WHAT TO WORK ON. Report back every line of the entries that contains "LineSink", exactly as written.

Start of SOURCE DATA

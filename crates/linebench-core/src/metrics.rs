// SPDX-License-Identifier: MIT OR Apache-2.0
//! Timing and memory measurement helpers
//!
//! Memory figures come from the operating system's view of the process
//! (resident set size). They include allocator caching and any background
//! activity, so a delta is an advisory figure, not an exact attribution of
//! the measured code path.

use std::time::{Duration, Instant};
use sysinfo::{Pid, ProcessRefreshKind, ProcessesToUpdate, RefreshKind, System};

/// Elapsed time between two instants, zero if `end` precedes `start`
#[must_use]
pub fn elapsed_between(start: Instant, end: Instant) -> Duration {
    end.saturating_duration_since(start)
}

/// Memory growth between two samples, clamped at zero
#[must_use]
pub const fn memory_delta(before: u64, after: u64) -> u64 {
    after.saturating_sub(before)
}

/// Point-in-time sample of the memory currently in use
pub trait MemoryProbe {
    /// Bytes currently used by the process
    fn used_bytes(&self) -> u64;
}

impl<F> MemoryProbe for F
where
    F: Fn() -> u64,
{
    fn used_bytes(&self) -> u64 {
        self()
    }
}

/// Resident memory of the current process, read through `sysinfo`
#[derive(Debug, Clone, Copy)]
pub struct ProcessMemoryProbe {
    pid: Pid,
}

impl ProcessMemoryProbe {
    /// Probe for the running process
    #[must_use]
    pub fn new() -> Self {
        Self {
            pid: Pid::from_u32(std::process::id()),
        }
    }
}

impl Default for ProcessMemoryProbe {
    fn default() -> Self {
        Self::new()
    }
}

impl MemoryProbe for ProcessMemoryProbe {
    fn used_bytes(&self) -> u64 {
        let mut system = System::new_with_specifics(RefreshKind::nothing());
        system.refresh_processes_specifics(
            ProcessesToUpdate::Some(&[self.pid]),
            true,
            ProcessRefreshKind::nothing().with_memory(),
        );
        system.process(self.pid).map_or(0, sysinfo::Process::memory)
    }
}
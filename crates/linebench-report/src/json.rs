// SPDX-License-Identifier: MIT OR Apache-2.0

use linebench_core::BenchmarkReport;

/// Pretty JSON array of `reports`
///
/// # Errors
///
/// Returns the serializer error; the result model itself always serializes.
pub fn to_json(reports: &[BenchmarkReport]) -> serde_json::Result<String> {
    serde_json::to_string_pretty(reports)
}

#[cfg(test)]
mod tests {
    use super::*;
    use linebench_core::{BenchmarkResult, Breakdown, ProcessingMode, ProcessingSummary, ScenarioResult};
    use std::time::Duration;

    #[test]
    fn test_json_shape() {
        let scenario = ScenarioResult::new(
            "By Sex",
            Duration::from_nanos(1_500),
            2,
            [("Male", 0), ("Female", 2)].into_iter().collect::<Breakdown>(),
        );
        let result = BenchmarkResult::new(
            "Lines",
            Duration::from_millis(3),
            0,
            ProcessingSummary::new(2, 1, vec![scenario]),
            1,
            None,
        );
        let json = to_json(&[BenchmarkReport::new(ProcessingMode::SinglePass, vec![result])]).unwrap();
        let value: serde_json::Value = serde_json::from_str(&json).unwrap();

        let first = &value[0];
        assert_eq!(first["mode"], "single-pass");
        assert_eq!(first["results"][0]["strategy_name"], "Lines");
        assert_eq!(first["results"][0]["duration_nanos"], 3_000_000);
        assert_eq!(first["results"][0]["summary"]["invalid_lines"], 1);
        let sex = &first["results"][0]["summary"]["scenarios"][0];
        assert_eq!(sex["breakdown"]["Female"], 2);
        assert!(json.contains('\n'));
    }
}
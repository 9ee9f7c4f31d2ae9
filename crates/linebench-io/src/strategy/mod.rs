// SPDX-License-Identifier: MIT OR Apache-2.0
//! File read strategies
//!
//! A [`ReadStrategy`] decides how bytes leave storage. Every variant opens the
//! file inside [`ReadStrategy::read`] and releases it on return, including when
//! the sink fails part way through.

use crate::sink::LineSink;
use encoding_rs::Encoding;
use linebench_core::Result;
use std::path::Path;

mod buffered;
mod lines;
mod manual;
mod mmap;

pub use buffered::BufReaderStrategy;
pub use lines::LinesStrategy;
pub use manual::ManualBufferStrategy;
pub use mmap::MemoryMappedStrategy;

/// One way of turning a file into lines
pub trait ReadStrategy {
    /// Display name used in reports
    fn name(&self) -> &str;

    /// Deliver every line of `path`, decoded as `charset`, to `sink`
    ///
    /// Lines exclude their terminator; `\r\n` and `\n` both end a line.
    ///
    /// # Errors
    ///
    /// Returns [`Error::Io`](linebench_core::Error::Io) when the file cannot
    /// be opened or read, [`Error::Decode`](linebench_core::Error::Decode)
    /// for undecodable bytes, and any error raised by the sink unchanged.
    fn read(&self, path: &Path, charset: &'static Encoding, sink: &mut dyn LineSink) -> Result<()>;
}

impl std::fmt::Debug for dyn ReadStrategy {
    fn fmt(&self, f: &mut std::fmt::Formatter<'_>) -> std::fmt::Result {
        f.debug_tuple("ReadStrategy").field(&self.name()).finish()
    }
}

/// The four strategies in report order
#[must_use]
pub fn default_strategies() -> Vec<Box<dyn ReadStrategy>> {
    vec![
        Box::new(BufReaderStrategy),
        Box::new(LinesStrategy),
        Box::new(ManualBufferStrategy::default()),
        Box::new(MemoryMappedStrategy),
    ]
}
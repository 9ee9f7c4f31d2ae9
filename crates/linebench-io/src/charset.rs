// SPDX-License-Identifier: MIT OR Apache-2.0
//! Charset decoding seam
//!
//! [`CharsetDecoder`] is the single step the [`LineDecoder`](crate::LineDecoder)
//! drives: decode as much input as fits into the output buffer and say why it
//! stopped. Running out of input or output space are ordinary outcomes and are
//! reported through [`CoderResult`], not as errors.

use encoding_rs::{DecoderResult, Encoding};
use linebench_core::{DecodeError, Error, Result};

/// Why a decoding step stopped
#[derive(Debug, Clone, Copy, PartialEq, Eq)]
pub enum CoderResult {
    /// All available input was consumed
    Underflow,
    /// The output buffer is full; drain it and call again
    Overflow,
    /// Illegal byte sequence of the given length
    Malformed {
        /// Offending sequence length in bytes
        length: usize,
    },
    /// Legal sequence with no mapping, of the given length
    Unmappable {
        /// Offending sequence length in bytes
        length: usize,
    },
}

impl CoderResult {
    /// Whether the step finished with all input consumed
    ///
    /// # Errors
    ///
    /// Returns the matching [`DecodeError`] for malformed or unmappable input.
    pub const fn is_done(self) -> std::result::Result<bool, DecodeError> {
        match self {
            Self::Underflow => Ok(true),
            Self::Overflow => Ok(false),
            Self::Malformed { length } => Err(DecodeError::Malformed { length }),
            Self::Unmappable { length } => Err(DecodeError::Unmappable { length }),
        }
    }
}

/// Incremental bytes-to-text decoder for one logical stream
pub trait CharsetDecoder {
    /// Decode `src` into the spare capacity of `dst`
    ///
    /// Returns the outcome and the number of bytes of `src` consumed. `dst`
    /// must not grow beyond its capacity; [`CoderResult::Overflow`] is reported
    /// when it is full. `last` marks the end of the stream.
    fn decode(&mut self, src: &[u8], dst: &mut String, last: bool) -> (CoderResult, usize);

    /// Emit any state still buffered inside the decoder
    fn flush(&mut self, dst: &mut String) -> CoderResult;
}

/// [`CharsetDecoder`] backed by `encoding_rs`
///
/// Byte order marks are not stripped, so every read strategy sees the same
/// characters.
pub struct EncodingDecoder {
    inner: encoding_rs::Decoder,
    finished: bool,
}

impl EncodingDecoder {
    /// Decoder for `encoding`
    #[must_use]
    pub fn new(encoding: &'static Encoding) -> Self {
        Self {
            inner: encoding.new_decoder_without_bom_handling(),
            finished: false,
        }
    }
}

impl std::fmt::Debug for EncodingDecoder {
    fn fmt(&self, f: &mut std::fmt::Formatter<'_>) -> std::fmt::Result {
        f.debug_struct("EncodingDecoder")
            .field("encoding", &self.inner.encoding().name())
            .field("finished", &self.finished)
            .finish()
    }
}

impl CharsetDecoder for EncodingDecoder {
    fn decode(&mut self, src: &[u8], dst: &mut String, last: bool) -> (CoderResult, usize) {
        // encoding_rs decoders must not be used after the final call.
        if self.finished {
            debug_assert!(src.is_empty(), "input after end of stream");
            return (CoderResult::Underflow, 0);
        }
        let (result, read) = self.inner.decode_to_string_without_replacement(src, dst, last);
        let outcome = match result {
            DecoderResult::InputEmpty => {
                self.finished = last;
                CoderResult::Underflow
            }
            DecoderResult::OutputFull => CoderResult::Overflow,
            DecoderResult::Malformed(length, _) => CoderResult::Malformed {
                length: usize::from(length),
            },
        };
        (outcome, read)
    }

    fn flush(&mut self, dst: &mut String) -> CoderResult {
        if self.finished {
            return CoderResult::Underflow;
        }
        self.decode(&[], dst, true).0
    }
}

/// Resolve a charset label such as `UTF-8`, `latin1` or `utf-16le`
///
/// # Errors
///
/// Returns [`Error::UnsupportedCharset`] for unknown labels.
pub fn charset_for_label(label: &str) -> Result<&'static Encoding> {
    Encoding::for_label(label.trim().as_bytes())
        .ok_or_else(|| Error::UnsupportedCharset(label.to_string()))
}

#[cfg(test)]
mod tests {
    use super::*;

    #[test]
    fn test_known_labels() {
        assert_eq!(charset_for_label("UTF-8").unwrap(), encoding_rs::UTF_8);
        assert_eq!(charset_for_label(" utf8 ").unwrap(), encoding_rs::UTF_8);
        assert_eq!(charset_for_label("latin1").unwrap(), encoding_rs::WINDOWS_1252);
        assert_eq!(charset_for_label("UTF-16LE").unwrap(), encoding_rs::UTF_16LE);
    }

    #[test]
    fn test_unknown_label() {
        let err = charset_for_label("klingon").unwrap_err();
        assert!(matches!(err, Error::UnsupportedCharset(ref name) if name == "klingon"));
    }

    #[test]
    fn test_coder_result_outcomes() {
        assert_eq!(CoderResult::Underflow.is_done(), Ok(true));
        assert_eq!(CoderResult::Overflow.is_done(), Ok(false));
        assert_eq!(
            CoderResult::Malformed { length: 1 }.is_done(),
            Err(DecodeError::Malformed { length: 1 })
        );
        assert_eq!(
            CoderResult::Unmappable { length: 2 }.is_done(),
            Err(DecodeError::Unmappable { length: 2 })
        );
    }

    #[test]
    fn test_overflow_when_output_full() {
        let mut decoder = EncodingDecoder::new(encoding_rs::UTF_8);
        let mut out = String::with_capacity(4);
        let input = "abcdefgh".as_bytes();
        let (result, read) = decoder.decode(input, &mut out, false);
        assert_eq!(result, CoderResult::Overflow);
        assert!(read < input.len());
        assert_eq!(out.len(), read);
    }

    #[test]
    fn test_truncated_sequence_is_malformed_on_flush() {
        let mut decoder = EncodingDecoder::new(encoding_rs::UTF_8);
        let mut out = String::with_capacity(16);
        // First byte of a two byte sequence; waits for more input.
        let (result, read) = decoder.decode(&[0xC3], &mut out, false);
        assert_eq!((result, read), (CoderResult::Underflow, 1));
        assert_eq!(decoder.flush(&mut out), CoderResult::Malformed { length: 1 });
    }

    #[test]
    fn test_flush_after_final_chunk_is_noop() {
        let mut decoder = EncodingDecoder::new(encoding_rs::UTF_8);
        let mut out = String::with_capacity(16);
        let (result, _) = decoder.decode(b"ok", &mut out, true);
        assert_eq!(result, CoderResult::Underflow);
        assert_eq!(decoder.flush(&mut out), CoderResult::Underflow);
        assert_eq!(out, "ok");
    }
}
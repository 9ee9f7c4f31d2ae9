// SPDX-License-Identifier: MIT OR Apache-2.0
//! Pluggable record accumulators
//!
//! A [`Scenario`] sees every valid record of one read pass and keeps a count,
//! optionally broken down by category. A [`ScenarioCatalog`] builds fresh
//! instances for every pass, so no state leaks between passes or strategies.

use linebench_core::{Breakdown, CsvRecord};

mod age_range;
mod location;
mod sex;
mod total;
mod uf;

pub use age_range::AgeRangeScenario;
pub use location::NonHospitalOrHomeScenario;
pub use sex::SexScenario;
pub use total::TotalRecordsScenario;
pub use uf::UfScenario;

/// Count and category distribution accumulated by a scenario
#[derive(Debug, Clone, Default, PartialEq, Eq)]
pub struct ScenarioData {
    /// Number of records the scenario counted
    pub count: u64,
    /// Per-category counts, empty for plain counters
    pub breakdown: Breakdown,
}

impl ScenarioData {
    /// Data without a breakdown
    #[must_use]
    pub const fn count(count: u64) -> Self {
        Self {
            count,
            breakdown: Breakdown::new(),
        }
    }
}

/// Per-record accumulator
pub trait Scenario {
    /// Name shown in reports
    fn name(&self) -> &str;

    /// Observe one valid record
    fn accept(&mut self, record: &CsvRecord);

    /// Snapshot of the accumulated state
    fn snapshot(&self) -> ScenarioData;
}

impl std::fmt::Debug for dyn Scenario {
    fn fmt(&self, f: &mut std::fmt::Formatter<'_>) -> std::fmt::Result {
        f.debug_tuple("Scenario").field(&self.name()).finish()
    }
}

/// Factory for the scenarios of one read pass
pub trait ScenarioCatalog {
    /// Fresh scenario instances, in report order
    fn create_scenarios(&self) -> Vec<Box<dyn Scenario>>;
}

impl<F> ScenarioCatalog for F
where
    F: Fn() -> Vec<Box<dyn Scenario>>,
{
    fn create_scenarios(&self) -> Vec<Box<dyn Scenario>> {
        self()
    }
}

/// The five dataset scenarios
#[derive(Debug, Clone, Copy, Default)]
pub struct DefaultScenarioCatalog;

impl ScenarioCatalog for DefaultScenarioCatalog {
    fn create_scenarios(&self) -> Vec<Box<dyn Scenario>> {
        vec![
            Box::new(TotalRecordsScenario::default()),
            Box::new(NonHospitalOrHomeScenario::default()),
            Box::new(AgeRangeScenario::default()),
            Box::new(SexScenario::default()),
            Box::new(UfScenario::default()),
        ]
    }
}

#[cfg(test)]
mod tests {
    use super::*;

    #[test]
    fn test_default_catalog_order() {
        let names: Vec<String> = DefaultScenarioCatalog
            .create_scenarios()
            .iter()
            .map(|s| s.name().to_string())
            .collect();
        assert_eq!(names, [
            "Total Records",
            "Non Hospital or Home",
            "By Age Range",
            "By Sex",
            "By UF"
        ]);
    }

    #[test]
    fn test_catalog_builds_fresh_instances() {
        let catalog = DefaultScenarioCatalog;
        let mut first = catalog.create_scenarios();
        let record = CsvRecord::new("AC", "OUTRAS", "OUTRO", "< 9", "F", 1);
        for scenario in &mut first {
            scenario.accept(&record);
        }
        for scenario in catalog.create_scenarios() {
            assert_eq!(scenario.snapshot().count, 0, "{}", scenario.name());
        }
    }

    #[test]
    fn test_closure_catalog() {
        let catalog = || -> Vec<Box<dyn Scenario>> { vec![Box::new(TotalRecordsScenario::default())] };
        assert_eq!(catalog.create_scenarios().len(), 1);
    }
}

End of SOURCE DATA

SOLUTION TO THIS EXERCISE.
use crate::sink::LineSink;
    fn read(&self, path: &Path, charset: &'static Encoding, sink: &mut dyn LineSink) -> Result<()>;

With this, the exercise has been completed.